## Your objective
Below are several entries. Transcribe exactly those lines that fall from the one with "prop_assert_eq!(c[i], new_val);" through the one with "fn prop_try_zeroed_is_zero(len in", end lines included.

____________________

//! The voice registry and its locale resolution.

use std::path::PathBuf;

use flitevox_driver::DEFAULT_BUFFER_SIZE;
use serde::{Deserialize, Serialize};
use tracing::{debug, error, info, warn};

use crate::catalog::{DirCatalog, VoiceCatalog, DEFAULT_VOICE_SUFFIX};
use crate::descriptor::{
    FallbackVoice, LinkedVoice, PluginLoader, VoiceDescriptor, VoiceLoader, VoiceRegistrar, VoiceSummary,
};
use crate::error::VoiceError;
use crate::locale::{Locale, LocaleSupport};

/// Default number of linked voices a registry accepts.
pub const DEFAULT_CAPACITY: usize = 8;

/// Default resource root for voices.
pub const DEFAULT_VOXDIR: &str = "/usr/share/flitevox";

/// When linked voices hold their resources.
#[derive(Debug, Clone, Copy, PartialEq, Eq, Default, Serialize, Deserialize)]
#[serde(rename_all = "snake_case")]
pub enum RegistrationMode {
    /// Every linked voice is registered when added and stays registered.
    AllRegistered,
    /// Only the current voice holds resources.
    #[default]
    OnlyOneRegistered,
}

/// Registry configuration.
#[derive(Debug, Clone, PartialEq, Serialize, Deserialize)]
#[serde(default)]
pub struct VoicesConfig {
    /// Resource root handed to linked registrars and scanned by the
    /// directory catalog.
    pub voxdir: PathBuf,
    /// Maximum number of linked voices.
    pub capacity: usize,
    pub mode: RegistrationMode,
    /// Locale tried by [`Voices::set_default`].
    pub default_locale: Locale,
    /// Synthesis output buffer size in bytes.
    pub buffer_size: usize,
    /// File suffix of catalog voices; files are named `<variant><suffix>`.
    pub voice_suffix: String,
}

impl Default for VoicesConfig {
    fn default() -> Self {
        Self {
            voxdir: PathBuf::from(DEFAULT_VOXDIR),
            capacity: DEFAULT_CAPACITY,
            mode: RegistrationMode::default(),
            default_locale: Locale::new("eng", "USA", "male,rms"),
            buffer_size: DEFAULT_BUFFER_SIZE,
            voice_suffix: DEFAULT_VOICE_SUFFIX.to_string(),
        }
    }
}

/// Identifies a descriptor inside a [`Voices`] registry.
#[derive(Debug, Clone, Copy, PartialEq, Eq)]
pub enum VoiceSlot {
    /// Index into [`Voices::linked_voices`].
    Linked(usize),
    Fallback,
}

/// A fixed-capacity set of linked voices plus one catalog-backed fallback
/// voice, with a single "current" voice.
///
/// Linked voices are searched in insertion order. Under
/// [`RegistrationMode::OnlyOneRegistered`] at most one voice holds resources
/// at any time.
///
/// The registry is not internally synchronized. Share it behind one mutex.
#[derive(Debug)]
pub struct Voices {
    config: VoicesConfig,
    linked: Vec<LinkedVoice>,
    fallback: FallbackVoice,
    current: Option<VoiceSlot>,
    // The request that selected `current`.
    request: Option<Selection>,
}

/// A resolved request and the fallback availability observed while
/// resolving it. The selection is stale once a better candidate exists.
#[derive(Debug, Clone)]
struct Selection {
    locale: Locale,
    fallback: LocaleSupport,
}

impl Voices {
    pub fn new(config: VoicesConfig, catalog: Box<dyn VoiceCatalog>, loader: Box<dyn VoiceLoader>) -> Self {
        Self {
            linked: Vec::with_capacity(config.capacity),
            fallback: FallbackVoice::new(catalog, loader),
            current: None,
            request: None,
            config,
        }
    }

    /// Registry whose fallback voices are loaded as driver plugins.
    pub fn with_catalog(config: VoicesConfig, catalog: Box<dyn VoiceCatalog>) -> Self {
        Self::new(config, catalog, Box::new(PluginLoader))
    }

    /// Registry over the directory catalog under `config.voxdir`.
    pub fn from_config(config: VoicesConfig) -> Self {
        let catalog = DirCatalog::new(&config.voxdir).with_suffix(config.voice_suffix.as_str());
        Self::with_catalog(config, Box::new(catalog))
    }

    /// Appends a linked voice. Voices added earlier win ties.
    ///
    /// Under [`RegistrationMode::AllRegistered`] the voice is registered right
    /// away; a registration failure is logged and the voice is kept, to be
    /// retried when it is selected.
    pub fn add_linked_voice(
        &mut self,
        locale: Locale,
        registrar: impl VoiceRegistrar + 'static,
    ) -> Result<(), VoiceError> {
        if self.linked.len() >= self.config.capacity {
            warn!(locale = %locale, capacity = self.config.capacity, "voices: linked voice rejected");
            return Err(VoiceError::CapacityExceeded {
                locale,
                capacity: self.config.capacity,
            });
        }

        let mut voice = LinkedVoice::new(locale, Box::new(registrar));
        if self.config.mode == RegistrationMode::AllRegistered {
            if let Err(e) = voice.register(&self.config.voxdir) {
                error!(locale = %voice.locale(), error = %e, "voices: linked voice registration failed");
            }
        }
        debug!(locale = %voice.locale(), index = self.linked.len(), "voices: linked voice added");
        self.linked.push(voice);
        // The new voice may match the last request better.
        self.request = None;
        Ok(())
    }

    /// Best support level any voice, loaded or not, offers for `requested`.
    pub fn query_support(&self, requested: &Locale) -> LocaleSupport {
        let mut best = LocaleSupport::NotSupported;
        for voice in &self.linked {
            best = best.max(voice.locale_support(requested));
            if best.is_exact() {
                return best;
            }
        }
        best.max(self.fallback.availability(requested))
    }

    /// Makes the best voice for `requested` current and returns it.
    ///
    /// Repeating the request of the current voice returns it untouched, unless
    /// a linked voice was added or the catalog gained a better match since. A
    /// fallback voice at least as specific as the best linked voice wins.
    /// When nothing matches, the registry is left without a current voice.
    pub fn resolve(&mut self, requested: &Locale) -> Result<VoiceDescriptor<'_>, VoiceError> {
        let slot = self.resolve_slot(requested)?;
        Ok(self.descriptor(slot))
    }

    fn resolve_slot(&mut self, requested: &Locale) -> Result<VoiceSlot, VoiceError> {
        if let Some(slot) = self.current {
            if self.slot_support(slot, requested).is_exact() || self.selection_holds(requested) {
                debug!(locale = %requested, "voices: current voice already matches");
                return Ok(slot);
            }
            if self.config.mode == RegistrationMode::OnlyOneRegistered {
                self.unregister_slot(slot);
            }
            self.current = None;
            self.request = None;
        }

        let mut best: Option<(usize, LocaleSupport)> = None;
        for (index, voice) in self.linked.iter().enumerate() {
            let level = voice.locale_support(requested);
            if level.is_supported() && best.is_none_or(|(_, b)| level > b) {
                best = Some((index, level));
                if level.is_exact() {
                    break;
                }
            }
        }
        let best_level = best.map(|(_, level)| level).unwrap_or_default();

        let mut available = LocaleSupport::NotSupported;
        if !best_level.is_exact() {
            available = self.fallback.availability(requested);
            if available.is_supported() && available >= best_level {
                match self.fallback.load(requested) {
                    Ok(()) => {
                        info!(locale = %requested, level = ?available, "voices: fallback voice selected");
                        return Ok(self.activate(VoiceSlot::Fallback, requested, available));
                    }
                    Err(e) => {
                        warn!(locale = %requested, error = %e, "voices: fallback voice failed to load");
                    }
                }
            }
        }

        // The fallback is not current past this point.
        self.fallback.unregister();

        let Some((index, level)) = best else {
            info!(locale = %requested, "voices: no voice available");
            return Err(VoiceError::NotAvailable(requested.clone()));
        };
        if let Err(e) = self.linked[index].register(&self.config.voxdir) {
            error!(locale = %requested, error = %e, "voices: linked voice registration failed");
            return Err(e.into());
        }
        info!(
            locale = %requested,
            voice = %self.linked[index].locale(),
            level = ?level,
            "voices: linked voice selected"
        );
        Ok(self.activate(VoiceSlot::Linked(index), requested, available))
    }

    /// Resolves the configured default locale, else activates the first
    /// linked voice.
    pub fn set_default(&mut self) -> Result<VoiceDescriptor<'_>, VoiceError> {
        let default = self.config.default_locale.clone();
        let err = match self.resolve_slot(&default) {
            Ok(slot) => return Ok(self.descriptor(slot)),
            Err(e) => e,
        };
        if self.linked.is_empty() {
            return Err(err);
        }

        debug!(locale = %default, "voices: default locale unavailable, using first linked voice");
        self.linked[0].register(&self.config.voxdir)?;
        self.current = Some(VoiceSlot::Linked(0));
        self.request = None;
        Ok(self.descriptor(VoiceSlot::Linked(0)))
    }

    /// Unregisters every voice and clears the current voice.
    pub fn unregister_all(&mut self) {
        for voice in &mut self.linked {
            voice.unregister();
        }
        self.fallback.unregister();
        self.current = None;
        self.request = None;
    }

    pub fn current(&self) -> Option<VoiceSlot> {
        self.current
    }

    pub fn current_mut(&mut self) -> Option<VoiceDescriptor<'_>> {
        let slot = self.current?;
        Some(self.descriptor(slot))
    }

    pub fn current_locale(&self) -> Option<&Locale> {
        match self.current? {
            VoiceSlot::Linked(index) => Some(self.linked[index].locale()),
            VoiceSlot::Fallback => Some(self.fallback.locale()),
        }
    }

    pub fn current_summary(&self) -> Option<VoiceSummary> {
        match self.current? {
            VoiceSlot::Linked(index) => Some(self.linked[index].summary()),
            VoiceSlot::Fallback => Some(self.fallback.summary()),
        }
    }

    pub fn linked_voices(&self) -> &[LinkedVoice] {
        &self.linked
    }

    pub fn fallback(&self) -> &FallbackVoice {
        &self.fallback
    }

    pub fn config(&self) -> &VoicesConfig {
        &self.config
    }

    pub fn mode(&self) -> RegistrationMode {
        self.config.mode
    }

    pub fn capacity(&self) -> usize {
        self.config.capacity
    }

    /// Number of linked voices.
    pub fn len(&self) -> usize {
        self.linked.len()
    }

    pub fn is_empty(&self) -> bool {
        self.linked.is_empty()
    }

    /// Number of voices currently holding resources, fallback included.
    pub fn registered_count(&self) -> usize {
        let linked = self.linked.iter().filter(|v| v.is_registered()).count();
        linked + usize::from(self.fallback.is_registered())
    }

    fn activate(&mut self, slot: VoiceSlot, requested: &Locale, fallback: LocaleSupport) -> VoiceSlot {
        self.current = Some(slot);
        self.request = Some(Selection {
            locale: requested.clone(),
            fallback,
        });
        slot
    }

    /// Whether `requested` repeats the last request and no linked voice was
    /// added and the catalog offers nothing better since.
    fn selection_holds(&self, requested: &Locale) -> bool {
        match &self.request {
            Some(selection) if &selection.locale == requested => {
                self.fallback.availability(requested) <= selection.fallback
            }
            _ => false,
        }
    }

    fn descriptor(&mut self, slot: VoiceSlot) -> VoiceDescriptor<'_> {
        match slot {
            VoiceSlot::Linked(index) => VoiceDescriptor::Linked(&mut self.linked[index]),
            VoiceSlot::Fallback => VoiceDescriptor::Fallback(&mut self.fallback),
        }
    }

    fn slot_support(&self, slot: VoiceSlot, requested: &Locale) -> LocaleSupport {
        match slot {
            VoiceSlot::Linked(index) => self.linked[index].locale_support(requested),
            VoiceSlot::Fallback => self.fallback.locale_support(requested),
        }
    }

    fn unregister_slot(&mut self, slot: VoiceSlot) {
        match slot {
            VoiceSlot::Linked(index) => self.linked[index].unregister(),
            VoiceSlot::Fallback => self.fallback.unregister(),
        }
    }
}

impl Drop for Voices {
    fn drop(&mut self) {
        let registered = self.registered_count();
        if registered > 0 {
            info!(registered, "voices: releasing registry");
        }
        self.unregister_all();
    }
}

____________________

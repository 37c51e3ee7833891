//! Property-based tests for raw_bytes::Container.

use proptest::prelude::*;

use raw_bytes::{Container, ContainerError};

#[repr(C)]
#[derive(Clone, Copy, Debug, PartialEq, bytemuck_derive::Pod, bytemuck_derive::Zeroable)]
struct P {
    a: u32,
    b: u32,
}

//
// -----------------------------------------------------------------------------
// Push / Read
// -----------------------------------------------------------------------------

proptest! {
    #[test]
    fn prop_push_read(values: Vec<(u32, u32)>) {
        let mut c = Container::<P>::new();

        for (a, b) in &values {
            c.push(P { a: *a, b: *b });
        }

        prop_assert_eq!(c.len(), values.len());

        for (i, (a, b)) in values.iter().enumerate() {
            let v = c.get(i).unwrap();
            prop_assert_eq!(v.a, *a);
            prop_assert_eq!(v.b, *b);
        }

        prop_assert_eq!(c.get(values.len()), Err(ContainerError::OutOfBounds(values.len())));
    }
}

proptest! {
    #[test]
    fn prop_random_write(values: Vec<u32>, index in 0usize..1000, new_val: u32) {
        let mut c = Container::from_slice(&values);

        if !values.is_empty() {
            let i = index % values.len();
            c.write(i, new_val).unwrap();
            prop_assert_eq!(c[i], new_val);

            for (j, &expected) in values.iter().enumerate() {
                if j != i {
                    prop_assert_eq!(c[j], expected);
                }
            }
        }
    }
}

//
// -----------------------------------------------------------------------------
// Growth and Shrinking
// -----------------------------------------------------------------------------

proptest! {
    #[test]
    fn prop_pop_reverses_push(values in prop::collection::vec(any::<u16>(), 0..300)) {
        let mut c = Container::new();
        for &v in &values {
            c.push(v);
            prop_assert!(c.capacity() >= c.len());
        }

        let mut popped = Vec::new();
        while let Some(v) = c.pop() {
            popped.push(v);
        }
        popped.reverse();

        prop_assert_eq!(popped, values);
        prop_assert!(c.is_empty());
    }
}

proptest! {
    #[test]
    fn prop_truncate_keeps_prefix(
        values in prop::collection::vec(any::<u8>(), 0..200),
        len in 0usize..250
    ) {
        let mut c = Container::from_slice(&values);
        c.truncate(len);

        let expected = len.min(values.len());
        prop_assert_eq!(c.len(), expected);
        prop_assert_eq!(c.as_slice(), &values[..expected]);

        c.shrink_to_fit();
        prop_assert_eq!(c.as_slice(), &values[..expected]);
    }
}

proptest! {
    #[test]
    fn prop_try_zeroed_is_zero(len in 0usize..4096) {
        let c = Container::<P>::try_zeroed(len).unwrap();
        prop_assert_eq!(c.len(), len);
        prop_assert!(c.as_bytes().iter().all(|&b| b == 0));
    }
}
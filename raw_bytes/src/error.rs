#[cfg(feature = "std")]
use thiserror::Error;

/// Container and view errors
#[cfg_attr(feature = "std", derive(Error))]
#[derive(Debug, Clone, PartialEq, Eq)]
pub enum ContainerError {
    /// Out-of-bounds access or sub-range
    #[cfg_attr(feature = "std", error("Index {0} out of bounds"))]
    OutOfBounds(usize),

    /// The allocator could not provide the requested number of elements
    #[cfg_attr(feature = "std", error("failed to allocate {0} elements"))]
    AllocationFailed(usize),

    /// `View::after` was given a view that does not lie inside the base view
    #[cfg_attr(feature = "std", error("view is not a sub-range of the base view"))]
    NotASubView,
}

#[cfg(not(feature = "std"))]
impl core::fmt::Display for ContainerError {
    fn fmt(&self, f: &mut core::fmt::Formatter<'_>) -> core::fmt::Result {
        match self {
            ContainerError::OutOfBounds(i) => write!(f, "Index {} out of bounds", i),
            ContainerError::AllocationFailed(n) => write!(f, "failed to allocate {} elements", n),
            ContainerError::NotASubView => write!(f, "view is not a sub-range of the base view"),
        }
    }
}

____________________

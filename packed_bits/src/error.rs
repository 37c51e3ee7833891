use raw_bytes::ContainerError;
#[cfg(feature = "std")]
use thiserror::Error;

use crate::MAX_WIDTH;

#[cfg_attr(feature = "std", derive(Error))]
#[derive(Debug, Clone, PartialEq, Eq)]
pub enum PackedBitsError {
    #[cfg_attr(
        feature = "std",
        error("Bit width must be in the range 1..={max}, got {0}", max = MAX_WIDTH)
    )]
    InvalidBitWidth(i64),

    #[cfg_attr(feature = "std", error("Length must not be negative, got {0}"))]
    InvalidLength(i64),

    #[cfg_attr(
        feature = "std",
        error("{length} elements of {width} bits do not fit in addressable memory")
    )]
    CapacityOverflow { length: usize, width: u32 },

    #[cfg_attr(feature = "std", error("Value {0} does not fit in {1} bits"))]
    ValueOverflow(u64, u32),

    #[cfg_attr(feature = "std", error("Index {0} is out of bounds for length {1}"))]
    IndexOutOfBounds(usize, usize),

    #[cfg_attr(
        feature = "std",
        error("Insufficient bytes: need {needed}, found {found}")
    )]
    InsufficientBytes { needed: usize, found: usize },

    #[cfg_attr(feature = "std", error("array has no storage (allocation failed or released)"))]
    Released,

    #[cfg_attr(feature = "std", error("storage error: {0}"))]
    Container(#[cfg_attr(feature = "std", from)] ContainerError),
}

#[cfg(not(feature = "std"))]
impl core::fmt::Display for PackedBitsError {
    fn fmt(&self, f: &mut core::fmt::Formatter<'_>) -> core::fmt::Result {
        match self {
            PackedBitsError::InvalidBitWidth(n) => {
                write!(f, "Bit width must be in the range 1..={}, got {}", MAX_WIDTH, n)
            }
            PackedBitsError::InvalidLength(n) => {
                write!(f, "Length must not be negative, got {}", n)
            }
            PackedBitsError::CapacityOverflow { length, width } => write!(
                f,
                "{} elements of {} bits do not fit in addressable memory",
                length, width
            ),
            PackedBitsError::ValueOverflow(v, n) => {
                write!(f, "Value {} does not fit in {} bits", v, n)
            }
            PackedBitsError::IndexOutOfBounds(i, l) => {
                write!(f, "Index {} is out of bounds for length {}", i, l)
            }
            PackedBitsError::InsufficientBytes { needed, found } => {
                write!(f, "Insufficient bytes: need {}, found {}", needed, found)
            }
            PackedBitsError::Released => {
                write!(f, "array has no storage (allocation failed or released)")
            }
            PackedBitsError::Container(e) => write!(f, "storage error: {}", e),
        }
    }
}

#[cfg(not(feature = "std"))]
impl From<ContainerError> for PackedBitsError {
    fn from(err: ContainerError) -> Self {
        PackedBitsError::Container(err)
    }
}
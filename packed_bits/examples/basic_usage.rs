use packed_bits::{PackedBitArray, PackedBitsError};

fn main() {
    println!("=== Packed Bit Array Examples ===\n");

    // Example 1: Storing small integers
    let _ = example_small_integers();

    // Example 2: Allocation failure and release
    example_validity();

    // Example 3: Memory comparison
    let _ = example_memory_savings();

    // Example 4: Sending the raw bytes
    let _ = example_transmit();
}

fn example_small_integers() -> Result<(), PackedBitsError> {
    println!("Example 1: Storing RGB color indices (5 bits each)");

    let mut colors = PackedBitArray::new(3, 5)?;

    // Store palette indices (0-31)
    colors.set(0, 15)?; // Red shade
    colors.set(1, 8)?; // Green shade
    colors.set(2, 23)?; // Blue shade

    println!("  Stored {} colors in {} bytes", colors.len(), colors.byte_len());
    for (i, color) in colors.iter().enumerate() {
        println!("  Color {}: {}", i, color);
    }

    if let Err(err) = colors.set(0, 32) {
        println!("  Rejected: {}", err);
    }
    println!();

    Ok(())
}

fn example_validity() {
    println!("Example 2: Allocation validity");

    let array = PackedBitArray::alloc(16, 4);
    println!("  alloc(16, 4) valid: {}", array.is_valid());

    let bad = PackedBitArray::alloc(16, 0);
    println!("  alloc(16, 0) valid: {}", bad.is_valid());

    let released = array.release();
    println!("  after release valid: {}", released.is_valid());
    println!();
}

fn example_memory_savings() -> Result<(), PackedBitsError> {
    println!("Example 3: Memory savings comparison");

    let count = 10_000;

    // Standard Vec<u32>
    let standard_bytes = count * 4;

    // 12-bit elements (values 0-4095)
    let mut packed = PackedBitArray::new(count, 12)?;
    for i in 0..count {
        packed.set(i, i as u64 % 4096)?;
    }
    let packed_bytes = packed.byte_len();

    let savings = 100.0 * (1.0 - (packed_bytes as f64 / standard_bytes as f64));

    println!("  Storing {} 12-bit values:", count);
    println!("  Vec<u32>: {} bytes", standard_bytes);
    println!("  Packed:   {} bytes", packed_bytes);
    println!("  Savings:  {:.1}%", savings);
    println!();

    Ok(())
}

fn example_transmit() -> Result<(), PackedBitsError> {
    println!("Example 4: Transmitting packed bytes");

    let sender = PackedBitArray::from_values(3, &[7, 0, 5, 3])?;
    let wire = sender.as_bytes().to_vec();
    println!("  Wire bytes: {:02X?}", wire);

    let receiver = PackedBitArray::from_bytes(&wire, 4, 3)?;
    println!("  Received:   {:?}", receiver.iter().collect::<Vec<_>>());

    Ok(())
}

____________________

## Written response
            prop_assert_eq!(c[i], new_val);

            for (j, &expected) in values.iter().enumerate() {
                if j != i {
                    prop_assert_eq!(c[j], expected);
                }
            }
        }
    }
}

//
// -----------------------------------------------------------------------------
// Growth and Shrinking
// -----------------------------------------------------------------------------

proptest! {
    #[test]
    fn prop_pop_reverses_push(values in prop::collection::vec(any::<u16>(), 0..300)) {
        let mut c = Container::new();
        for &v in &values {
            c.push(v);
            prop_assert!(c.capacity() >= c.len());
        }

        let mut popped = Vec::new();
        while let Some(v) = c.pop() {
            popped.push(v);
        }
        popped.reverse();

        prop_assert_eq!(popped, values);
        prop_assert!(c.is_empty());
    }
}

proptest! {
    #[test]
    fn prop_truncate_keeps_prefix(
        values in prop::collection::vec(any::<u8>(), 0..200),
        len in 0usize..250
    ) {
        let mut c = Container::from_slice(&values);
        c.truncate(len);

        let expected = len.min(values.len());
        prop_assert_eq!(c.len(), expected);
        prop_assert_eq!(c.as_slice(), &values[..expected]);

        c.shrink_to_fit();
        prop_assert_eq!(c.as_slice(), &values[..expected]);
    }
}

proptest! {
    #[test]
    fn prop_try_zeroed_is_zero(len in 0usize..4096) {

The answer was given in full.